Thank you, Mr. Chair.
Thank you, Mr. Barton, and thank you to you and the other individuals who have participated and developed the three sets of reports.
In reviewing the third set of reports, obviously you had the October 2016 first report, with a number of recommendations, and the second report. It's great to see we've completed the CETA with Europe. We've recently announced the CPTPP agreement with our Asian partners largely, but also Mexico, I believe. We've moved forward on the Canada Infrastructure Bank; the global hub for attracting FDI; and are moving forward soon, I would assume, on a superclusters agenda, identifying the sectors that were identified in the reports. There's much to do, as you've identified in these reports that I've read.
There was one thing that caught my attention in one of your reports, which really speaks to attracting business investment. It's something that was even identified last month in the Bank of Canada's monetary policy report. In your report, “Investing in a Resilient Canadian Economy”, you say that we're not seeing as much greenfield investment as we should. I shall read it verbatim:
While it is difficult for the government to directly lower input costs for Canadian businesses, it can—and must—tailor the regulatory and tax systems to a more dynamic era of technological disruption and global competition.

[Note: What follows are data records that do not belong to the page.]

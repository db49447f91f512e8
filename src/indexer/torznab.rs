//! RSS / Torznab search provider
//!
//! Talks to either a Torznab endpoint (when an API key is configured) or a
//! nyaa-style RSS search feed. Both return RSS 2.0 with per-item extension
//! attributes, so one parser handles both:
//!
//! ```xml
//! <item>
//!   <title>[SubsPlease] Frieren - 21 (1080p)</title>
//!   <link>https://nyaa.si/download/123.torrent</link>
//!   <nyaa:seeders>512</nyaa:seeders>
//!   <nyaa:infoHash>0123abcd...</nyaa:infoHash>
//!   <torznab:attr name="seeders" value="512"/>
//!   <torznab:attr name="magneturl" value="magnet:?xt=..."/>
//! </item>
//! ```

use std::time::Duration;

use anyhow::{Context, Result, anyhow};
use async_trait::async_trait;
use quick_xml::Reader;
use quick_xml::events::{BytesStart, Event};
use reqwest::StatusCode;
use tracing::{debug, info};

use super::matching::title_matches_episode;
use super::{EpisodeQuery, SearchCandidate, SearchProvider};
use crate::services::cache::TtlCache;
use crate::torrent::Resolution;

const USER_AGENT: &str = concat!("kiroku/", env!("CARGO_PKG_VERSION"));

/// How long raw feed results are reused for an identical search term
const FEED_CACHE_TTL: Duration = Duration::from_secs(5 * 60);

/// Anime - English-translated category on nyaa
const NYAA_ANIME_CATEGORY: &str = "1_2";

/// Item fields collected while walking the feed
#[derive(Debug, Default)]
struct ItemBuilder {
    title: Option<String>,
    link: Option<String>,
    enclosure: Option<String>,
    magnet: Option<String>,
    info_hash: Option<String>,
    seeders: Option<u32>,
}

impl ItemBuilder {
    fn set_attr(&mut self, name: &str, value: &str) {
        match name {
            "seeders" => self.seeders = value.parse().ok(),
            "magneturl" => self.magnet = Some(value.to_string()),
            "infohash" => self.info_hash = Some(value.to_string()),
            _ => {}
        }
    }

    fn set_text(&mut self, tag: &str, text: String) {
        match tag {
            "title" => self.title = Some(text),
            "link" => self.link = Some(text),
            "nyaa:seeders" => self.seeders = text.parse().ok(),
            "nyaa:infoHash" => self.info_hash = Some(text),
            _ => {}
        }
    }

    fn magnet_link(&self, title: &str) -> Option<String> {
        if let Some(magnet) = &self.magnet {
            return Some(magnet.clone());
        }
        if let Some(link) = [&self.link, &self.enclosure]
            .into_iter()
            .flatten()
            .find(|link| link.starts_with("magnet:"))
        {
            return Some(link.clone());
        }
        self.info_hash.as_ref().map(|hash| {
            format!(
                "magnet:?xt=urn:btih:{}&dn={}",
                hash.to_lowercase(),
                urlencoding::encode(title)
            )
        })
    }

    fn build(self) -> Option<SearchCandidate> {
        let title = self.title.clone()?;
        let Some(magnet_link) = self.magnet_link(&title) else {
            debug!(title = %title, "Skipping release without magnet or info hash");
            return None;
        };

        Some(SearchCandidate {
            quality: Resolution::parse(&title),
            seeders: self.seeders.unwrap_or(0),
            magnet_link,
            title,
        })
    }
}

fn attrs_of(e: &BytesStart<'_>) -> Vec<(String, String)> {
    e.attributes()
        .flatten()
        .map(|attr| {
            (
                String::from_utf8_lossy(attr.key.as_ref()).to_string(),
                String::from_utf8_lossy(&attr.value).to_string(),
            )
        })
        .collect()
}

/// Handle attribute-carrying elements (`torznab:attr`, `enclosure`)
fn apply_element(item: &mut ItemBuilder, tag: &str, e: &BytesStart<'_>) {
    let attrs = attrs_of(e);
    let get = |key: &str| attrs.iter().find(|(k, _)| k == key).map(|(_, v)| v.as_str());

    match tag {
        "torznab:attr" | "newznab:attr" => {
            if let (Some(name), Some(value)) = (get("name"), get("value")) {
                item.set_attr(name, value);
            }
        }
        "enclosure" => item.enclosure = get("url").map(str::to_string),
        _ => {}
    }
}

/// Parse an RSS/Torznab feed into candidates, dropping items without a magnet
pub fn parse_feed(xml: &str) -> Result<Vec<SearchCandidate>> {
    let mut reader = Reader::from_str(xml);
    reader.config_mut().trim_text(true);

    let mut candidates = Vec::new();
    let mut current: Option<ItemBuilder> = None;
    let mut current_tag = String::new();

    loop {
        match reader.read_event() {
            Ok(Event::Start(ref e)) => {
                let tag = String::from_utf8_lossy(e.name().as_ref()).to_string();
                if tag == "item" {
                    current = Some(ItemBuilder::default());
                } else if let Some(item) = current.as_mut() {
                    apply_element(item, &tag, e);
                }
                current_tag = tag;
            }
            Ok(Event::Empty(ref e)) => {
                if let Some(item) = current.as_mut() {
                    let tag = String::from_utf8_lossy(e.name().as_ref()).to_string();
                    apply_element(item, &tag, e);
                }
            }
            Ok(Event::Text(ref e)) => {
                if let Some(item) = current.as_mut() {
                    let text = e.unescape().unwrap_or_default().to_string();
                    if !text.is_empty() {
                        item.set_text(&current_tag, text);
                    }
                }
            }
            Ok(Event::CData(e)) => {
                if let Some(item) = current.as_mut() {
                    let raw = e.into_inner();
                    let text = String::from_utf8_lossy(&raw).trim().to_string();
                    if !text.is_empty() {
                        item.set_text(&current_tag, text);
                    }
                }
            }
            Ok(Event::End(ref e)) => {
                if e.name().as_ref() == b"item"
                    && let Some(candidate) = current.take().and_then(ItemBuilder::build)
                {
                    candidates.push(candidate);
                }
                current_tag.clear();
            }
            Ok(Event::Eof) => break,
            Err(e) => {
                return Err(anyhow!(
                    "Feed parse error at position {}: {}",
                    reader.error_position(),
                    e
                ));
            }
            _ => {}
        }
    }

    Ok(candidates)
}

pub struct TorznabSearchProvider {
    client: reqwest::Client,
    base_url: String,
    api_key: Option<String>,
    cache: TtlCache<String, Vec<SearchCandidate>>,
}

impl TorznabSearchProvider {
    pub fn new(base_url: &str, api_key: Option<String>, timeout: Duration) -> Result<Self> {
        let client = reqwest::Client::builder()
            .user_agent(USER_AGENT)
            .timeout(timeout)
            .gzip(true)
            .build()
            .context("Failed to build HTTP client")?;

        Ok(Self {
            client,
            base_url: base_url.trim_end_matches('/').to_string(),
            api_key: api_key.filter(|key| !key.is_empty()),
            cache: TtlCache::new(FEED_CACHE_TTL),
        })
    }

    /// Search URL for a free-text term
    pub fn search_url(&self, term: &str) -> String {
        let term = urlencoding::encode(term);
        match &self.api_key {
            Some(key) => format!(
                "{}/api?t=search&apikey={}&q={}",
                self.base_url,
                urlencoding::encode(key),
                term
            ),
            None => format!(
                "{}/?page=rss&q={}&c={}&f=0",
                self.base_url, term, NYAA_ANIME_CATEGORY
            ),
        }
    }

    /// Search terms in the order they are tried
    pub fn search_terms(query: &EpisodeQuery) -> Vec<String> {
        query
            .names()
            .into_iter()
            .flat_map(|name| {
                [
                    format!("{} {}", name, query.episode_tag()),
                    format!("{} {:02}", name, query.absolute),
                ]
            })
            .collect()
    }

    async fn fetch(&self, term: &str) -> Result<Vec<SearchCandidate>> {
        let key = term.to_lowercase();
        if let Some(cached) = self.cache.get(&key) {
            debug!(term, results = cached.len(), "Feed cache hit");
            return Ok(cached);
        }

        let response = self
            .client
            .get(self.search_url(term))
            .send()
            .await
            .with_context(|| format!("Search request for '{}' failed", term))?;

        let status = response.status();
        if status == StatusCode::NOT_FOUND {
            return Ok(Vec::new());
        }
        if !status.is_success() {
            return Err(anyhow!("Search for '{}' returned HTTP {}", term, status));
        }

        let body = response.text().await.context("Failed to read search response")?;
        let candidates = parse_feed(&body)?;
        let purged = self.cache.purge_expired();
        if purged > 0 {
            debug!(purged, "Dropped expired feed cache entries");
        }
        self.cache.insert(key, candidates.clone());
        Ok(candidates)
    }
}

#[async_trait]
impl SearchProvider for TorznabSearchProvider {
    fn name(&self) -> &str {
        if self.api_key.is_some() { "torznab" } else { "rss" }
    }

    async fn search(&self, query: &EpisodeQuery) -> Result<Vec<SearchCandidate>> {
        for term in Self::search_terms(query) {
            let matching: Vec<SearchCandidate> = self
                .fetch(&term)
                .await?
                .into_iter()
                .filter(|c| title_matches_episode(&c.title, query.season, query.episode, query.absolute))
                .collect();

            if !matching.is_empty() {
                info!(
                    show_id = query.show_id,
                    term = %term,
                    results = matching.len(),
                    "Found matching releases"
                );
                return Ok(matching);
            }
            debug!(show_id = query.show_id, term = %term, "No matching releases");
        }

        Ok(Vec::new())
    }
}

#[cfg(test)]
mod tests {
    use super::*;
    use pretty_assertions::assert_eq;

    const NYAA_FEED: &str = r#"<?xml version="1.0" encoding="UTF-8"?>
<rss xmlns:atom="http://www.w3.org/2005/Atom" xmlns:nyaa="https://nyaa.si/xmlns/nyaa" version="2.0">
  <channel>
    <title>Nyaa - "frieren" - Torrent File RSS</title>
    <item>
      <title>[SubsPlease] Sousou no Frieren - 21 (1080p) [ABCD1234].mkv</title>
      <link>https://nyaa.si/download/100.torrent</link>
      <nyaa:seeders>812</nyaa:seeders>
      <nyaa:infoHash>ABCDEF0123456789ABCDEF0123456789ABCDEF01</nyaa:infoHash>
    </item>
    <item>
      <title>[SubsPlease] Sousou no Frieren - 21 (720p) [EF567890].mkv</title>
      <link>https://nyaa.si/download/101.torrent</link>
      <nyaa:seeders>120</nyaa:seeders>
      <nyaa:infoHash>1111111111111111111111111111111111111111</nyaa:infoHash>
    </item>
    <item>
      <title>Release without hash</title>
      <link>https://nyaa.si/download/102.torrent</link>
    </item>
  </channel>
</rss>"#;

    const TORZNAB_FEED: &str = r#"<?xml version="1.0" encoding="UTF-8"?>
<rss version="2.0" xmlns:torznab="http://torznab.com/schemas/2015/feed">
  <channel>
    <item>
      <title><![CDATA[Frieren S02E09 2160p WEB]]></title>
      <link>magnet:?xt=urn:btih:feed&amp;dn=Frieren</link>
      <enclosure url="https://tracker.example/get/1" length="100" type="application/x-bittorrent"/>
      <torznab:attr name="seeders" value="42"/>
    </item>
    <item>
      <title>Frieren S02E09 720p</title>
      <torznab:attr name="seeders" value="7"/>
      <torznab:attr name="magneturl" value="magnet:?xt=urn:btih:attr"/>
    </item>
  </channel>
</rss>"#;

    fn provider(api_key: Option<&str>) -> TorznabSearchProvider {
        TorznabSearchProvider::new(
            "https://nyaa.si/",
            api_key.map(str::to_string),
            Duration::from_secs(5),
        )
        .unwrap()
    }

    #[test]
    fn test_parse_nyaa_feed() {
        let candidates = parse_feed(NYAA_FEED).unwrap();
        assert_eq!(candidates.len(), 2);

        let first = &candidates[0];
        assert_eq!(first.seeders, 812);
        assert_eq!(first.quality, Resolution::P1080);
        assert!(first
            .magnet_link
            .starts_with("magnet:?xt=urn:btih:abcdef0123456789abcdef0123456789abcdef01&dn="));
        assert_eq!(candidates[1].quality, Resolution::P720);
    }

    #[test]
    fn test_parse_torznab_feed() {
        let candidates = parse_feed(TORZNAB_FEED).unwrap();
        assert_eq!(candidates.len(), 2);
        assert_eq!(candidates[0].title, "Frieren S02E09 2160p WEB");
        assert_eq!(candidates[0].magnet_link, "magnet:?xt=urn:btih:feed&dn=Frieren");
        assert_eq!(candidates[0].seeders, 42);
        assert_eq!(candidates[1].magnet_link, "magnet:?xt=urn:btih:attr");
    }

    #[test]
    fn test_parse_empty_feed() {
        let xml = r#"<rss version="2.0"><channel><title>empty</title></channel></rss>"#;
        assert!(parse_feed(xml).unwrap().is_empty());
    }

    #[test]
    fn test_search_url_modes() {
        assert_eq!(
            provider(None).search_url("Frieren S02E09"),
            "https://nyaa.si/?page=rss&q=Frieren%20S02E09&c=1_2&f=0"
        );
        assert_eq!(
            provider(Some("secret")).search_url("Frieren 21"),
            "https://nyaa.si/api?t=search&apikey=secret&q=Frieren%2021"
        );
        assert_eq!(provider(Some("")).name(), "rss");
    }

    #[test]
    fn test_search_terms_widen_over_names() {
        let query = EpisodeQuery {
            show_id: 1,
            title: "Sousou no Frieren".to_string(),
            alternate_names: vec!["Frieren".to_string()],
            season: 2,
            episode: 9,
            absolute: 21,
        };
        assert_eq!(
            TorznabSearchProvider::search_terms(&query),
            vec![
                "Sousou no Frieren S02E09".to_string(),
                "Sousou no Frieren 21".to_string(),
                "Frieren S02E09".to_string(),
                "Frieren 21".to_string(),
            ]
        );
    }
}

It's on page 9 of that report. I pulled that statement or sentence out of all the reports, because we really haven't had a review of our tax system prior to the use of mobile phones and the Internet. You've pointed that out in the third series of your reports.
I was wondering if you could please elaborate on that. How important is it to get that right and get productivity going in our economy—which has sort of picked up—so that investment conditions are conducive from a tax and regulatory point of view?